WHAT YOU NEED TO DO
Your output must match the records below character for character.

■ ■ ■ ■ ■

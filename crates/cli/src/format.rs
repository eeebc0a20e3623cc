//! Human-readable output for command results.

use std::path::Path;

use semdex::{
  RunPhase, RunReport,
  event::ChangeEvent,
  index::manifest::{ManifestChanges, ManifestSummary},
  mode::ChunkingMode,
  store::QueryHit,
};

pub fn format_report(report: &RunReport) -> String {
  let mut out = String::new();
  let marker = match report.phase {
    RunPhase::Completed => "done",
    RunPhase::Cancelled => "cancelled",
    _ => "failed",
  };
  out.push_str(&format!("[{marker}] {} ({} ms)\n", report.message, report.elapsed_ms));
  for path in &report.failed_paths {
    out.push_str(&format!("  failed: {}\n", path.display()));
  }
  out
}

pub fn format_hits(hits: &[QueryHit]) -> String {
  if hits.is_empty() {
    return "No results\n".to_string();
  }

  let mut out = String::new();
  for (i, hit) in hits.iter().enumerate() {
    let source = match &hit.metadata.repo {
      Some(repo) => format!("{}@{}:{}", repo.repository, repo.branch, repo.file_path),
      None => hit.metadata.path.clone(),
    };
    out.push_str(&format!(
      "{}. {} (lines {}, score {:.3})\n",
      i + 1,
      source,
      hit.metadata.line_ranges,
      hit.score
    ));
    for line in hit.document.lines().take(4) {
      out.push_str(&format!("   {}\n", line));
    }
  }
  out
}

/// Pending events per mode, as drained from the sync queues
pub fn format_pending(pending: &[(ChunkingMode, Vec<ChangeEvent>)]) -> String {
  let total: usize = pending.iter().map(|(_, events)| events.len()).sum();
  if total == 0 {
    return "No pending changes\n".to_string();
  }

  let mut out = format!("{} pending changes\n", total);
  for (mode, events) in pending.iter().filter(|(_, events)| !events.is_empty()) {
    out.push_str(&format!("\n{} ({} pending)\n", mode, events.len()));
    for event in events {
      out.push_str(&format!(
        "  {:<8} {}\n",
        event.kind.as_str(),
        relative(&event.folder_root, &event.path)
      ));
    }
  }
  out
}

pub fn format_changes(changes: &ManifestChanges) -> String {
  if changes.is_empty() {
    return "Manifest is up to date\n".to_string();
  }
  let mut out = String::new();
  for (label, list) in [
    ("added", &changes.added),
    ("modified", &changes.modified),
    ("removed", &changes.removed),
  ] {
    for rel in list {
      out.push_str(&format!("  {:<8} {}\n", label, rel));
    }
  }
  out
}

pub fn format_manifests(summaries: &[ManifestSummary]) -> String {
  if summaries.is_empty() {
    return "No manifests\n".to_string();
  }
  let mut out = String::new();
  for s in summaries {
    let updated = s
      .last_updated
      .map(|t| t.format("%Y-%m-%d %H:%M").to_string())
      .unwrap_or_else(|| "never".to_string());
    let commit = s.last_commit_sha.as_deref().map(short_sha).unwrap_or("-");
    out.push_str(&format!(
      "{}@{}  {} files  commit {}  updated {}\n",
      s.repo, s.branch, s.file_count, commit, updated
    ));
  }
  out
}

fn short_sha(sha: &str) -> &str {
  sha.get(..8).unwrap_or(sha)
}

fn relative(root: &Path, path: &Path) -> String {
  path
    .strip_prefix(root)
    .unwrap_or(path)
    .display()
    .to_string()
}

■ ■ ■ ■ ■

FINISHED EXERCISE
filename crates/cli/src/format.rs
repository eeebc0a20e3623cc
//! Human-readable output for command results.

use std::path::Path;

use semdex::{
  RunPhase, RunReport,
  event::ChangeEvent,
  index::manifest::{ManifestChanges, ManifestSummary},
  mode::ChunkingMode,
  store::QueryHit,
};

pub fn format_report(report: &RunReport) -> String {
  let mut out = String::new();
  let marker = match report.phase {
    RunPhase::Completed => "done",
    RunPhase::Cancelled => "cancelled",
    _ => "failed",
  };
  out.push_str(&format!("[{marker}] {} ({} ms)\n", report.message, report.elapsed_ms));
  for path in &report.failed_paths {
    out.push_str(&format!("  failed: {}\n", path.display()));
  }
  out
}

pub fn format_hits(hits: &[QueryHit]) -> String {
  if hits.is_empty() {
    return "No results\n".to_string();
  }

  let mut out = String::new();
  for (i, hit) in hits.iter().enumerate() {
    let source = match &hit.metadata.repo {
      Some(repo) => format!("{}@{}:{}", repo.repository, repo.branch, repo.file_path),
      None => hit.metadata.path.clone(),
    };
    out.push_str(&format!(
      "{}. {} (lines {}, score {:.3})\n",
      i + 1,
      source,
      hit.metadata.line_ranges,
      hit.score
    ));
    for line in hit.document.lines().take(4) {
      out.push_str(&format!("   {}\n", line));
    }
  }
  out
}

/// Pending events per mode, as drained from the sync queues
pub fn format_pending(pending: &[(ChunkingMode, Vec<ChangeEvent>)]) -> String {
  let total: usize = pending.iter().map(|(_, events)| events.len()).sum();
  if total == 0 {
    return "No pending changes\n".to_string();
  }

  let mut out = format!("{} pending changes\n", total);
  for (mode, events) in pending.iter().filter(|(_, events)| !events.is_empty()) {
    out.push_str(&format!("\n{} ({} pending)\n", mode, events.len()));
    for event in events {
      out.push_str(&format!(
        "  {:<8} {}\n",
        event.kind.as_str(),
        relative(&event.folder_root, &event.path)
      ));
    }
  }
  out
}

pub fn format_changes(changes: &ManifestChanges) -> String {
  if changes.is_empty() {
    return "Manifest is up to date\n".to_string();
  }
  let mut out = String::new();
  for (label, list) in [
    ("added", &changes.added),
    ("modified", &changes.modified),
    ("removed", &changes.removed),
  ] {
    for rel in list {
      out.push_str(&format!("  {:<8} {}\n", label, rel));
    }
  }
  out
}

pub fn format_manifests(summaries: &[ManifestSummary]) -> String {
  if summaries.is_empty() {
    return "No manifests\n".to_string();
  }
  let mut out = String::new();
  for s in summaries {
    let updated = s
      .last_updated
      .map(|t| t.format("%Y-%m-%d %H:%M").to_string())
      .unwrap_or_else(|| "never".to_string());
    let commit = s.last_commit_sha.as_deref().map(short_sha).unwrap_or("-");
    out.push_str(&format!(
      "{}@{}  {} files  commit {}  updated {}\n",
      s.repo, s.branch, s.file_count, commit, updated
    ));
  }
  out
}

fn short_sha(sha: &str) -> &str {
  sha.get(..8).unwrap_or(sha)
}

fn relative(root: &Path, path: &Path) -> String {
  path
    .strip_prefix(root)
    .unwrap_or(path)
    .display()
    .to_string()
}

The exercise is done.